- Task description -
Could you print every line from the first one of the records below through the line containing "pub struct ServerConfig", with both included and nothing else?

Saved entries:
=== Begin Enclosure ===

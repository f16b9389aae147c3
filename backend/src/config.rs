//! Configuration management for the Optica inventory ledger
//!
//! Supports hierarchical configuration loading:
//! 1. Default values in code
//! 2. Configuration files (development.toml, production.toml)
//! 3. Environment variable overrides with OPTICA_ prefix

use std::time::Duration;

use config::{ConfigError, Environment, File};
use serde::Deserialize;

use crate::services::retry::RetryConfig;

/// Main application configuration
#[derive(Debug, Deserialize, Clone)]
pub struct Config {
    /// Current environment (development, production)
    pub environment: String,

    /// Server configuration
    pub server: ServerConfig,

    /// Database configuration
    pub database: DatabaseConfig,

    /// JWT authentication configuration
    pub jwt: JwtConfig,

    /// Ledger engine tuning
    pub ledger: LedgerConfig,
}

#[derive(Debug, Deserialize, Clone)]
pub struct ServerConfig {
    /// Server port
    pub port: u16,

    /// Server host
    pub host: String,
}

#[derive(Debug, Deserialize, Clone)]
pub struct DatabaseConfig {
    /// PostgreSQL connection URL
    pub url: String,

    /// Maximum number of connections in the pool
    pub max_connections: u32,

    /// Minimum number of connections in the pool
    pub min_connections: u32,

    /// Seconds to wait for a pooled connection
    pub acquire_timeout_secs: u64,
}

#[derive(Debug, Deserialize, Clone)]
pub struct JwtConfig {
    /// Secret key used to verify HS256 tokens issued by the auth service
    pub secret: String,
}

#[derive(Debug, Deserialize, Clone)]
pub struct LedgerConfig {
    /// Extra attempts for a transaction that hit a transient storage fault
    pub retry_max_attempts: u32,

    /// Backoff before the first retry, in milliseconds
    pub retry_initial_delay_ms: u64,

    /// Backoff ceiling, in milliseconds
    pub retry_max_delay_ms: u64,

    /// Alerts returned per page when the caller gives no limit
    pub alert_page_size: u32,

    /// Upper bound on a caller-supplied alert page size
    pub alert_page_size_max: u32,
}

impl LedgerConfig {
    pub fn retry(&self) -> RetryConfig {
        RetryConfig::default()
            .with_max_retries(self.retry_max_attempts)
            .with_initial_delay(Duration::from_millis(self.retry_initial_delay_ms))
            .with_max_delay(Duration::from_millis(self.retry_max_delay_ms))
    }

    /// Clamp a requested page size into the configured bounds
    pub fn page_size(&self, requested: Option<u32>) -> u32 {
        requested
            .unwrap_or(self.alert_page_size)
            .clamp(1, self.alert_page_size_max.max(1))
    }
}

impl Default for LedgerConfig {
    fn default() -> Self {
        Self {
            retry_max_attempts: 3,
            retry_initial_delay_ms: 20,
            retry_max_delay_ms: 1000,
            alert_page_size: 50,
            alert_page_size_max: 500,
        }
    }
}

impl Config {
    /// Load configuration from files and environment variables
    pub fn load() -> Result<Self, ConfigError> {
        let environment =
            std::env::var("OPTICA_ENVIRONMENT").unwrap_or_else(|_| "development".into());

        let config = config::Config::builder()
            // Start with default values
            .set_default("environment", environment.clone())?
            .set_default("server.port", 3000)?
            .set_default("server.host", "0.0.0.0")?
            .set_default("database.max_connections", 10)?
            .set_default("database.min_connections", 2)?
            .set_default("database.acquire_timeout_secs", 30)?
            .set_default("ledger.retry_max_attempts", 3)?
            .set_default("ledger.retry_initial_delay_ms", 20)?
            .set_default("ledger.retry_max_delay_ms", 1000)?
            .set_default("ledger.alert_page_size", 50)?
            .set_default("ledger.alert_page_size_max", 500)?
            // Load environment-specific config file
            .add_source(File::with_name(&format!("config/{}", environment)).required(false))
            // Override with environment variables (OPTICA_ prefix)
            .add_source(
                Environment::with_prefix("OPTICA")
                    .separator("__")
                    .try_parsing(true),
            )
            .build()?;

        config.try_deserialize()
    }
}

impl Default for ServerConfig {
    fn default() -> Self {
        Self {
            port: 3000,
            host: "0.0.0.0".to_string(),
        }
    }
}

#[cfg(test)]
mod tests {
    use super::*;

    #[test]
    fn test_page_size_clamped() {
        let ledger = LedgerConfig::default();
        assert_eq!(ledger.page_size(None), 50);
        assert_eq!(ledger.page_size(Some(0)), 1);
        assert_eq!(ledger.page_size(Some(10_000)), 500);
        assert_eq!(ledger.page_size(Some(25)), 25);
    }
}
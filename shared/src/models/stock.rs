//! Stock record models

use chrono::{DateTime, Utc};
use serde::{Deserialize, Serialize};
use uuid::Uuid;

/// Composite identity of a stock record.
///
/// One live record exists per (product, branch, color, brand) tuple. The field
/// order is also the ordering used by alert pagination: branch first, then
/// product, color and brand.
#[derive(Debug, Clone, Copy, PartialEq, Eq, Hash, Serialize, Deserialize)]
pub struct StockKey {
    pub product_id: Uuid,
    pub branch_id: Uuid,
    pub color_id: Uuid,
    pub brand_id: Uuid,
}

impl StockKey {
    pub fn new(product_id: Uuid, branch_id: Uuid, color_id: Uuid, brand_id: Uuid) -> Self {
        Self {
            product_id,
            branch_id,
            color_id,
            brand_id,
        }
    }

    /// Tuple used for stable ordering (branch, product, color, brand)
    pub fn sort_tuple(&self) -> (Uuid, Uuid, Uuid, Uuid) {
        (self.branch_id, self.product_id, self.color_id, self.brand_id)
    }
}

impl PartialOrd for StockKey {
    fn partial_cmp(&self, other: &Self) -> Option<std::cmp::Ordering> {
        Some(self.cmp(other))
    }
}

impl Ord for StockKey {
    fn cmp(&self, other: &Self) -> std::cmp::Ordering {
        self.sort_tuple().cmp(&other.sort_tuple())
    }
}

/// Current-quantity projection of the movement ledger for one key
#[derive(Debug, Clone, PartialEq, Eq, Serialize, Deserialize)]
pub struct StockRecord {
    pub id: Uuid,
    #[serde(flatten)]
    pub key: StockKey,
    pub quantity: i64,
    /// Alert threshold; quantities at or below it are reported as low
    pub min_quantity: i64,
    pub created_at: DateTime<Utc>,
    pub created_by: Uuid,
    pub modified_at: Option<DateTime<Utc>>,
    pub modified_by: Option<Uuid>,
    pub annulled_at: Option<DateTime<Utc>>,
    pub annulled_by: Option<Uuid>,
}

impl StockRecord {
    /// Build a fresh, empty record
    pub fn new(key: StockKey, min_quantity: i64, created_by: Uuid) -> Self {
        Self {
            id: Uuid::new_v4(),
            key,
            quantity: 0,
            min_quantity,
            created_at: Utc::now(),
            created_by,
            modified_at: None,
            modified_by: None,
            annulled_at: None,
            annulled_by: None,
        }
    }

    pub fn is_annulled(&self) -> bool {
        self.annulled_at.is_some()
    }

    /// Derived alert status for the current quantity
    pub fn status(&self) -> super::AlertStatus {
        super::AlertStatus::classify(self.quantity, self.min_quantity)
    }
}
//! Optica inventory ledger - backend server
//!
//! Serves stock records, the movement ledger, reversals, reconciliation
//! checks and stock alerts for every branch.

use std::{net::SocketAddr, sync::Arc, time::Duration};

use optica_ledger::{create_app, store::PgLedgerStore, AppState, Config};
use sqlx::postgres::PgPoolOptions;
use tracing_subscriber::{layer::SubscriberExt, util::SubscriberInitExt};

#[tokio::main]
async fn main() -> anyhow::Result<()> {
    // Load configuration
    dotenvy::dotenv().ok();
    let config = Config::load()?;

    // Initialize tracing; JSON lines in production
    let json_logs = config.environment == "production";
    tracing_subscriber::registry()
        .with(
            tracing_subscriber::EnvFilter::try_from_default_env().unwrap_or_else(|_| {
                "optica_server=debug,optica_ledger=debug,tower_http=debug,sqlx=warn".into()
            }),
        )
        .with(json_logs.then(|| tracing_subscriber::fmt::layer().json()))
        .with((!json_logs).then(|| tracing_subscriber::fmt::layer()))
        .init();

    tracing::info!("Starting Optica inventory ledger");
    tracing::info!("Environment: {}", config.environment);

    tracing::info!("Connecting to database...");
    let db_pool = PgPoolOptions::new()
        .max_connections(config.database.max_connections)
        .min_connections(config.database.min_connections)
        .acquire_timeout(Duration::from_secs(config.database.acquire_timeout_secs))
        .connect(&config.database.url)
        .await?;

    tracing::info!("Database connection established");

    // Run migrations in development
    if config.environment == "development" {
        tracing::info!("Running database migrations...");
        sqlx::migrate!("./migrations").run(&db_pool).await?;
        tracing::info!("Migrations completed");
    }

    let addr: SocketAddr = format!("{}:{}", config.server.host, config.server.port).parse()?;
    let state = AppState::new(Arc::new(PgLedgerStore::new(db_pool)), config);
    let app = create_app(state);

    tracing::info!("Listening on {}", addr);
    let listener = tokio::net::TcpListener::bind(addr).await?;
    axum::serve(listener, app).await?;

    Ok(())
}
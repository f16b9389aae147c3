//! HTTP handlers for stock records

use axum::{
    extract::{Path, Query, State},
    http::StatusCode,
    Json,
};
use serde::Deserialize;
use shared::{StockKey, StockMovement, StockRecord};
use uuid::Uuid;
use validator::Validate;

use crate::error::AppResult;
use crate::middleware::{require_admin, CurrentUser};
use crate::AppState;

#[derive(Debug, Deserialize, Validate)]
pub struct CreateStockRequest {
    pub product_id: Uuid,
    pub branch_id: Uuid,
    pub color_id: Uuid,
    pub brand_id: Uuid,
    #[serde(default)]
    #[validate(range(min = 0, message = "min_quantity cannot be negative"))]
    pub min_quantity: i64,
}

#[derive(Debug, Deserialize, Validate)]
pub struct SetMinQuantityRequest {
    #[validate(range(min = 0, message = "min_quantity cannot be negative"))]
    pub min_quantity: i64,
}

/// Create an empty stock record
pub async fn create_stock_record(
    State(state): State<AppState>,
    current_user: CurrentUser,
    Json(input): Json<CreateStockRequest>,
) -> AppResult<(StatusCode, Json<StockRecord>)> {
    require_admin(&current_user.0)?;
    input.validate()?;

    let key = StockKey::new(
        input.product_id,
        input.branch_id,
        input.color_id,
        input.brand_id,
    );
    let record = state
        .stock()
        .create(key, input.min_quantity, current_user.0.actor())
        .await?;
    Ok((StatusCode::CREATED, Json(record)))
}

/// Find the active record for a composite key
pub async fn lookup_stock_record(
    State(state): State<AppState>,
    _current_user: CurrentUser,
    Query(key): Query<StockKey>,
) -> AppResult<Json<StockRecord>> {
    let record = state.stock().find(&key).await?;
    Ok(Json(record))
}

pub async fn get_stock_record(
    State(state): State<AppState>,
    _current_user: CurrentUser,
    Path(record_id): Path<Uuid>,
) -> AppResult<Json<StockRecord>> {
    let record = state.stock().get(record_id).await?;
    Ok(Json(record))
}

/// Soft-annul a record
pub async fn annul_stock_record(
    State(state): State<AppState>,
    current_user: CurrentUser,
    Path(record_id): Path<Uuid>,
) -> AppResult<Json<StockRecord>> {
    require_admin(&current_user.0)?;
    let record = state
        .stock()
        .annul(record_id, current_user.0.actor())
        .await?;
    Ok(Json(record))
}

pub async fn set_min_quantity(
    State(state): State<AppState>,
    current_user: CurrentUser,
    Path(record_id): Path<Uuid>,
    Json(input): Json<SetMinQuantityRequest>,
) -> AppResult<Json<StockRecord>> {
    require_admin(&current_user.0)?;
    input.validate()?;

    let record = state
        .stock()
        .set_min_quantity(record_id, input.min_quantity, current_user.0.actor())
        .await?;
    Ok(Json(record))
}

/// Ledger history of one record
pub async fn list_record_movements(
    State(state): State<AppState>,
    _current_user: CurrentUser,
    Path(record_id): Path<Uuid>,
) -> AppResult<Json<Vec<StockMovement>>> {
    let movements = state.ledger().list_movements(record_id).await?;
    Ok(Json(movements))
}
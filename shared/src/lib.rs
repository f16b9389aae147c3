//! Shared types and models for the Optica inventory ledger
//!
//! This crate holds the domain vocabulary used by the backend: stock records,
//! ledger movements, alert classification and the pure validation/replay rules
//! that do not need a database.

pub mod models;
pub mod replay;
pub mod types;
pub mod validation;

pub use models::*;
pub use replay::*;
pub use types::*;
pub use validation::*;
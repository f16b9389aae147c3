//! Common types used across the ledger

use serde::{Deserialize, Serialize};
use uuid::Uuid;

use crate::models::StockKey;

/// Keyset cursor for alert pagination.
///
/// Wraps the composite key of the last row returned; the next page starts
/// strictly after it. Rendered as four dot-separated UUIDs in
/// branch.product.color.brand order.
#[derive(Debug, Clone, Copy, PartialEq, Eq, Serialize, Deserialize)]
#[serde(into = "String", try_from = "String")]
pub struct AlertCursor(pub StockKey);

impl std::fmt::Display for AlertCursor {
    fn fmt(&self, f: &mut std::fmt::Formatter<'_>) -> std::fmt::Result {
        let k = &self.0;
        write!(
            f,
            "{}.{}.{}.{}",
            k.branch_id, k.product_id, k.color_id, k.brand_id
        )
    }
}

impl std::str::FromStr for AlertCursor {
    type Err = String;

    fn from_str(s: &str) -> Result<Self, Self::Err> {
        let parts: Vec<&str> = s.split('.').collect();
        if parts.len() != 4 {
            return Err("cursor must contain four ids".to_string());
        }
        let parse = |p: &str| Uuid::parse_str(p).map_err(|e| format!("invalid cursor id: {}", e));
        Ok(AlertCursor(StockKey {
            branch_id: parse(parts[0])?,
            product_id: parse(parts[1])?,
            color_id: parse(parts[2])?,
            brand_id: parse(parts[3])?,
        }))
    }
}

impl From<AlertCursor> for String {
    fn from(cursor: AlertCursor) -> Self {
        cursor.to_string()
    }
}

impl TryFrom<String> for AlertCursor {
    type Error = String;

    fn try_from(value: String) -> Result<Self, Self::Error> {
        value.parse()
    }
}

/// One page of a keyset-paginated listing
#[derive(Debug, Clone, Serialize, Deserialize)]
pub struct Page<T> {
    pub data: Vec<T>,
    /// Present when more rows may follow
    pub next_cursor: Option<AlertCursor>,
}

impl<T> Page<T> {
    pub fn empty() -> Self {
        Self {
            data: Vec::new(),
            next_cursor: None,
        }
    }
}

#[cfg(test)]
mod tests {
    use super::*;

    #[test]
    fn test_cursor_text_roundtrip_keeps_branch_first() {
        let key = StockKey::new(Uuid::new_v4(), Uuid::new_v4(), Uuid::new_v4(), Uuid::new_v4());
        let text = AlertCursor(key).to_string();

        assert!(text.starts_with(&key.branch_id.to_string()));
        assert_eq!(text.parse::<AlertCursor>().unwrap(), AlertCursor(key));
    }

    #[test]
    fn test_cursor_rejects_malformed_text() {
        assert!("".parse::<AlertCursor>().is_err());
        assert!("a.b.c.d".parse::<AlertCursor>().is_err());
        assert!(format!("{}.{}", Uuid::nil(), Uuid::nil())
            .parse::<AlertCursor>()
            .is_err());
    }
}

=== End Enclosure ===

- Response for this exercise -
repository f16b9389aae147c3
filename backend/src/config.rs
//! Configuration management for the Optica inventory ledger
//!
//! Supports hierarchical configuration loading:
//! 1. Default values in code
//! 2. Configuration files (development.toml, production.toml)
//! 3. Environment variable overrides with OPTICA_ prefix

use std::time::Duration;

use config::{ConfigError, Environment, File};
use serde::Deserialize;

use crate::services::retry::RetryConfig;

/// Main application configuration
#[derive(Debug, Deserialize, Clone)]
pub struct Config {
    /// Current environment (development, production)
    pub environment: String,

    /// Server configuration
    pub server: ServerConfig,

    /// Database configuration
    pub database: DatabaseConfig,

    /// JWT authentication configuration
    pub jwt: JwtConfig,

    /// Ledger engine tuning
    pub ledger: LedgerConfig,
}

#[derive(Debug, Deserialize, Clone)]
pub struct ServerConfig {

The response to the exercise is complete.